#### WHAT IS EXPECTED:
Isolate every line in the records below with "active" in it.

[Stored data]

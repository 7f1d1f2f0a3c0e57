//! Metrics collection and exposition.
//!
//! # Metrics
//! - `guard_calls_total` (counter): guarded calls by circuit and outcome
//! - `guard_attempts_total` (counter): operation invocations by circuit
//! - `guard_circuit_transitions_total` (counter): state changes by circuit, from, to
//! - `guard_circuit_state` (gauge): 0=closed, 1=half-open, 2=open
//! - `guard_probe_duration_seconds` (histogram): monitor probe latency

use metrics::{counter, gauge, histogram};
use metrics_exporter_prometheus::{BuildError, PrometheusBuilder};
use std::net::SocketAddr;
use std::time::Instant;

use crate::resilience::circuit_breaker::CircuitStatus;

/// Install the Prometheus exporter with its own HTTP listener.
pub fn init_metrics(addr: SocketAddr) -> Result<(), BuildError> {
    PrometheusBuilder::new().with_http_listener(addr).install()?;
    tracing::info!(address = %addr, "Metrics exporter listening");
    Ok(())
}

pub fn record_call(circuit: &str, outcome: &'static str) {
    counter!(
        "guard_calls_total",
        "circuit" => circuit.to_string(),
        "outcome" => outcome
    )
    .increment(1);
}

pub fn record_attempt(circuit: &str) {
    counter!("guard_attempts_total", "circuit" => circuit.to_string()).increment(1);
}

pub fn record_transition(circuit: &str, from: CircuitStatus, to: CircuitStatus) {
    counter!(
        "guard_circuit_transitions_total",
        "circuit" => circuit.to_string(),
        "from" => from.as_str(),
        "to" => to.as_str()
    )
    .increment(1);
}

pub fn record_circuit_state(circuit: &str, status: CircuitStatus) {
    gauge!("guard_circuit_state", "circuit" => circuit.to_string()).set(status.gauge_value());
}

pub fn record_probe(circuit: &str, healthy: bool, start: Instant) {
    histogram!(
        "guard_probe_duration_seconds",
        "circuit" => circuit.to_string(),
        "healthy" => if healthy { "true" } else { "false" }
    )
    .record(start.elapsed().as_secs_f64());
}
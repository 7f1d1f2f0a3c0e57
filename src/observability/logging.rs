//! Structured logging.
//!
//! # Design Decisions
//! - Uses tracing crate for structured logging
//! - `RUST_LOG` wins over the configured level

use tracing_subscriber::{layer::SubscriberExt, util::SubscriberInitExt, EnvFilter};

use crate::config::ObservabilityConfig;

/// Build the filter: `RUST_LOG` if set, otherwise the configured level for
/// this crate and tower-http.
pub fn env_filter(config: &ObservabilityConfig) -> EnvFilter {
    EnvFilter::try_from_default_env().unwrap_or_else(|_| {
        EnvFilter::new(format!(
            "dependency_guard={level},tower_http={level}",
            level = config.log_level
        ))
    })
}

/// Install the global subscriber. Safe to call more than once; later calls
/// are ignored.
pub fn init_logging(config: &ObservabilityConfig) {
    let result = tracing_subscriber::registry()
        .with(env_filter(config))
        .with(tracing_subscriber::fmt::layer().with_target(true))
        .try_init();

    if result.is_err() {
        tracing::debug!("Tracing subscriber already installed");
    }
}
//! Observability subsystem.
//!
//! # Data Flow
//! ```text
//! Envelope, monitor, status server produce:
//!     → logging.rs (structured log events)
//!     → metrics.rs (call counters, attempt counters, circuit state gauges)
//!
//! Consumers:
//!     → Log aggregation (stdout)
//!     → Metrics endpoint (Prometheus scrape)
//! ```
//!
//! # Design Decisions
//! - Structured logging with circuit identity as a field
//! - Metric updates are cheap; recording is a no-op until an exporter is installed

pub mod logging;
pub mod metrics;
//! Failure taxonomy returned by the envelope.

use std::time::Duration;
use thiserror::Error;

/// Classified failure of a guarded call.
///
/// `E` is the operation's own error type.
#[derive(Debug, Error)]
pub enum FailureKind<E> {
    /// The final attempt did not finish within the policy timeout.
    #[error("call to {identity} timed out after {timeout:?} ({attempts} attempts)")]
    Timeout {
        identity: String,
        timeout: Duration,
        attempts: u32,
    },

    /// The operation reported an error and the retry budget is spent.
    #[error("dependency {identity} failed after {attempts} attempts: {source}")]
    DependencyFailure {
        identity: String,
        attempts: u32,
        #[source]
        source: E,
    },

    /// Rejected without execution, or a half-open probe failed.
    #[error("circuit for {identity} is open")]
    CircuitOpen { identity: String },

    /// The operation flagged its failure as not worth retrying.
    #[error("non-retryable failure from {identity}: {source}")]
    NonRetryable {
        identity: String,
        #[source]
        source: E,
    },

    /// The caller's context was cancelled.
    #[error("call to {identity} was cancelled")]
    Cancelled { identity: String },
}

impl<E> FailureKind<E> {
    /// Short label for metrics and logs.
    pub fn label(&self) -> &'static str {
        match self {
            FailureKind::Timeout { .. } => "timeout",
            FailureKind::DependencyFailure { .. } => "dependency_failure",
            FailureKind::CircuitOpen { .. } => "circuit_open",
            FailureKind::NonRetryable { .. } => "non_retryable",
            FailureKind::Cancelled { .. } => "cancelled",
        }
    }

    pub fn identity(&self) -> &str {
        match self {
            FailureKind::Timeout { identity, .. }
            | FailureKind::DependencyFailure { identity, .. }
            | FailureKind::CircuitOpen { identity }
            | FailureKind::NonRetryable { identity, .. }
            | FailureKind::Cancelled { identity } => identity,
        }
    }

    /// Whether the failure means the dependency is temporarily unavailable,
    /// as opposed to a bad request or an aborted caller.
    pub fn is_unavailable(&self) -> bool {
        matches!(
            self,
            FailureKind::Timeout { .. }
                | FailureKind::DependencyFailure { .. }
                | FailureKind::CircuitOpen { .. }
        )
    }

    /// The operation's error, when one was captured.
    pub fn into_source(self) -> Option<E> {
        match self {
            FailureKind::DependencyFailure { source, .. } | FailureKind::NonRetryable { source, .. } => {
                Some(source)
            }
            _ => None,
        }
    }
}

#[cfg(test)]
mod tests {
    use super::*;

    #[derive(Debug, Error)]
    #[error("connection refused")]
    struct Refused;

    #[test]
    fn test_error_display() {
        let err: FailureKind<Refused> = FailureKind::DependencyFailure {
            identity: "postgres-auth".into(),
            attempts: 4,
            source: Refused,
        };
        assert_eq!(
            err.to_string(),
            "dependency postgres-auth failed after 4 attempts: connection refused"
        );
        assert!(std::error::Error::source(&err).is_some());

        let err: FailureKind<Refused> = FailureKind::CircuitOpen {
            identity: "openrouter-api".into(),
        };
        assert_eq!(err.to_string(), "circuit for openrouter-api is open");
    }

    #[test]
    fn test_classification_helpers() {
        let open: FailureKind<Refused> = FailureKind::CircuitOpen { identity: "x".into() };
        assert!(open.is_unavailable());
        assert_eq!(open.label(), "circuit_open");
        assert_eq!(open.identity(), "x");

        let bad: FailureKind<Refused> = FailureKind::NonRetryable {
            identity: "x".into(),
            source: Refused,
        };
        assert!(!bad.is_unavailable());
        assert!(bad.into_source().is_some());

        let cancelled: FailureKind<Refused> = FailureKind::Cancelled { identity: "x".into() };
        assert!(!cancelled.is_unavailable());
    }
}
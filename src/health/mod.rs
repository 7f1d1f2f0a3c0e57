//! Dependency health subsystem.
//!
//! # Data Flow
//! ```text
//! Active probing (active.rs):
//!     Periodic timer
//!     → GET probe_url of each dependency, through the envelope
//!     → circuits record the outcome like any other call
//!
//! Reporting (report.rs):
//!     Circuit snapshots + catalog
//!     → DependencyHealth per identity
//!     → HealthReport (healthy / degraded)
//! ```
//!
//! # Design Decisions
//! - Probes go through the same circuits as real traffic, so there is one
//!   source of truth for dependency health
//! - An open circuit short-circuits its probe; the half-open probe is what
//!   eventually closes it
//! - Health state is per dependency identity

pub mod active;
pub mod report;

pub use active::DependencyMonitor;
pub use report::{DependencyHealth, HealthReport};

#### RESPONSE TO THIS EXERCISE:
//! Active probing (active.rs):
pub mod active;
pub use active::DependencyMonitor;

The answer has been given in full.